ABOUT THIS EXERCISE:
Wherever the string "match" shows up in the material below, copy that line.

--- START ---

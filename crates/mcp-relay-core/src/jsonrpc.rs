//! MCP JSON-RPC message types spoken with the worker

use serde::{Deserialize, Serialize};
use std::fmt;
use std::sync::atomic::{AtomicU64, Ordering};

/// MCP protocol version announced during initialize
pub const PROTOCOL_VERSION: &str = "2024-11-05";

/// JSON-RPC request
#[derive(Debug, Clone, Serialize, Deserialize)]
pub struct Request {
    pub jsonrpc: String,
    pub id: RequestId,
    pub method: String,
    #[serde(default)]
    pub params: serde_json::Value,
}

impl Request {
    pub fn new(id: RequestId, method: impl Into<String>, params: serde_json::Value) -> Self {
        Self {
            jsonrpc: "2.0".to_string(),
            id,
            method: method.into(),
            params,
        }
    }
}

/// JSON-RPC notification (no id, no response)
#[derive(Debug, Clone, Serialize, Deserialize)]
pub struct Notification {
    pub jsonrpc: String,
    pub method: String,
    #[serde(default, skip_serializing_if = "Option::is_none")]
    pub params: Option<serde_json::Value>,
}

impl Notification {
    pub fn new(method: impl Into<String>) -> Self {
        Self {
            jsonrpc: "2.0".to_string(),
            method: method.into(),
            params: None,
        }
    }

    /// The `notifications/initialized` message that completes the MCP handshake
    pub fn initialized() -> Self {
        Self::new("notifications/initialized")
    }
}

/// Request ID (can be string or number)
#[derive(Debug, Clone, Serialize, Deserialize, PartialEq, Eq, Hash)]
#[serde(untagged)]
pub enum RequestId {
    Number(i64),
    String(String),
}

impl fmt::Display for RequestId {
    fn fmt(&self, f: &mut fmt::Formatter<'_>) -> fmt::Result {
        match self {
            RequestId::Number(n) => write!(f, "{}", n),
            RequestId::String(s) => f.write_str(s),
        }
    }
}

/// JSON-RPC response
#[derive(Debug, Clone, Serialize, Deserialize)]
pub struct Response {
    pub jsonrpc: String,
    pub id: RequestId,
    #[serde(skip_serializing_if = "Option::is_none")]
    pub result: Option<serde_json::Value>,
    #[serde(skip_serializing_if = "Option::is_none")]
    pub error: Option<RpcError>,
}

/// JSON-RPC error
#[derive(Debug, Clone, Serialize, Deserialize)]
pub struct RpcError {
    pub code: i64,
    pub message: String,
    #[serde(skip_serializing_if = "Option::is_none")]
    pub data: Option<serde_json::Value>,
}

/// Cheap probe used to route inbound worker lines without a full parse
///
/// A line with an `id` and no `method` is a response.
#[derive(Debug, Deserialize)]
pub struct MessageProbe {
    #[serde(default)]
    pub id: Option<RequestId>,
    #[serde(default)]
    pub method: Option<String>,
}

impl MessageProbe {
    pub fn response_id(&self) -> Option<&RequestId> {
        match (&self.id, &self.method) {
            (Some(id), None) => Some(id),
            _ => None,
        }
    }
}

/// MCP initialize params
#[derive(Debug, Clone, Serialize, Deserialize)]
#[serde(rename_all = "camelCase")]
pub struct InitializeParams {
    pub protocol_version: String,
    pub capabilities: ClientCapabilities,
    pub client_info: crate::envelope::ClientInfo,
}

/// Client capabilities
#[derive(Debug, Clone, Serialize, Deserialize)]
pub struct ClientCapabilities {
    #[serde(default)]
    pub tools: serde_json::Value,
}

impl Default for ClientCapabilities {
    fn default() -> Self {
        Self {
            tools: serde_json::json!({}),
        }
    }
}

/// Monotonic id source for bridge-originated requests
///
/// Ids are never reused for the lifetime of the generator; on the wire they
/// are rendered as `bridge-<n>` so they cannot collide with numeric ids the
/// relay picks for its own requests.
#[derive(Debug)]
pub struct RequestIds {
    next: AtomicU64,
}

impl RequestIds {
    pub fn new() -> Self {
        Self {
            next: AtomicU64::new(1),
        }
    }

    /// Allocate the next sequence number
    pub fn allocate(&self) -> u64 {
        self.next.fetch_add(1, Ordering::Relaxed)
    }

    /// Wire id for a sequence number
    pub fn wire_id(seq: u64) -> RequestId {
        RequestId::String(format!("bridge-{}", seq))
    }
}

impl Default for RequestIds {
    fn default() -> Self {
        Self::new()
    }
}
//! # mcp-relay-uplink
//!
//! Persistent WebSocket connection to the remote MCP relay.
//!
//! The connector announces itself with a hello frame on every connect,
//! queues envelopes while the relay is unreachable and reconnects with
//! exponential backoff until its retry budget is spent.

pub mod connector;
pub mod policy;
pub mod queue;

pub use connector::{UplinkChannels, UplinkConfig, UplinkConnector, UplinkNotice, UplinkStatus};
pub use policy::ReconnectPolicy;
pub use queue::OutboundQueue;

--- END ---

OUTPUT:
        match self {
        match (&self.id, &self.method) {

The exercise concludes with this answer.